Top of Source material

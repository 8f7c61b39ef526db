//! JSON-over-HTTP client for one downstream service.
//!
//! # Responsibilities
//! - Issue GET/POST requests with JSON bodies
//! - Route every answer through [`check_status`]
//! - Convert transport failures into SDK errors, keeping the root cause
//!
//! No retries and no timeouts: the caller owns any deadline policy.

use reqwest::header::{HeaderMap, HeaderName, HeaderValue};
use reqwest::RequestBuilder;
use serde::Serialize;
use serde_json::Value;

use crate::error::{codes, HancockResult};
use crate::http::response::check_status;
use crate::observability::metrics;

/// Client bound to a named downstream service.
#[derive(Clone)]
pub struct ServiceClient {
    client: reqwest::Client,
    service: &'static str,
}

impl ServiceClient {
    /// Create a client sharing the given connection pool.
    pub fn new(client: reqwest::Client, service: &'static str) -> Self {
        Self { client, service }
    }

    pub fn service(&self) -> &'static str {
        self.service
    }

    /// GET `url` and return the parsed body.
    pub async fn get(&self, url: &str) -> HancockResult<Value> {
        tracing::debug!(service = self.service, url = %url, "GET");
        self.execute(self.client.get(url), url).await
    }

    /// POST `body` as JSON to `url` and return the parsed body.
    pub async fn post<B: Serialize + ?Sized>(
        &self,
        url: &str,
        body: &B,
        headers: &[(&'static str, String)],
    ) -> HancockResult<Value> {
        tracing::debug!(service = self.service, url = %url, "POST");
        let request = self
            .client
            .post(url)
            .headers(to_header_map(headers)?)
            .json(body);
        self.execute(request, url).await
    }

    async fn execute(&self, request: RequestBuilder, url: &str) -> HancockResult<Value> {
        let response = request.send().await.map_err(|e| {
            tracing::warn!(service = self.service, url = %url, error = %e, "Request failed");
            codes::DEFAULT
                .build()
                .with_message(format!("{} request failed", self.service))
                .with_extended(e)
        })?;

        let status = response.status().as_u16();
        metrics::record_http_request(self.service, status);

        let body = response.bytes().await.map_err(|e| {
            codes::DEFAULT
                .build()
                .with_message(format!("{} response could not be read", self.service))
                .with_extended(e)
        })?;

        let result = check_status(self.service, status, &body);
        if let Err(e) = &result {
            tracing::warn!(service = self.service, url = %url, status, error = %e, "Service returned an error");
        }
        result
    }
}

impl std::fmt::Debug for ServiceClient {
    fn fmt(&self, f: &mut std::fmt::Formatter<'_>) -> std::fmt::Result {
        f.debug_struct("ServiceClient")
            .field("service", &self.service)
            .finish()
    }
}

fn to_header_map(headers: &[(&'static str, String)]) -> HancockResult<HeaderMap> {
    let mut map = HeaderMap::new();
    for (name, value) in headers {
        let value = HeaderValue::from_str(value).map_err(|e| {
            codes::FORMAT_PARAMETER
                .build()
                .with_message(format!("Header '{}' has an invalid value", name))
                .with_extended(e)
        })?;
        map.insert(HeaderName::from_static(*name), value);
    }
    Ok(map)
}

Bottom of Source material

**Task:** Which lines above include the word "metrics"? Return each one.

**Reply:**
use crate::observability::metrics;
        metrics::record_http_request(self.service, status);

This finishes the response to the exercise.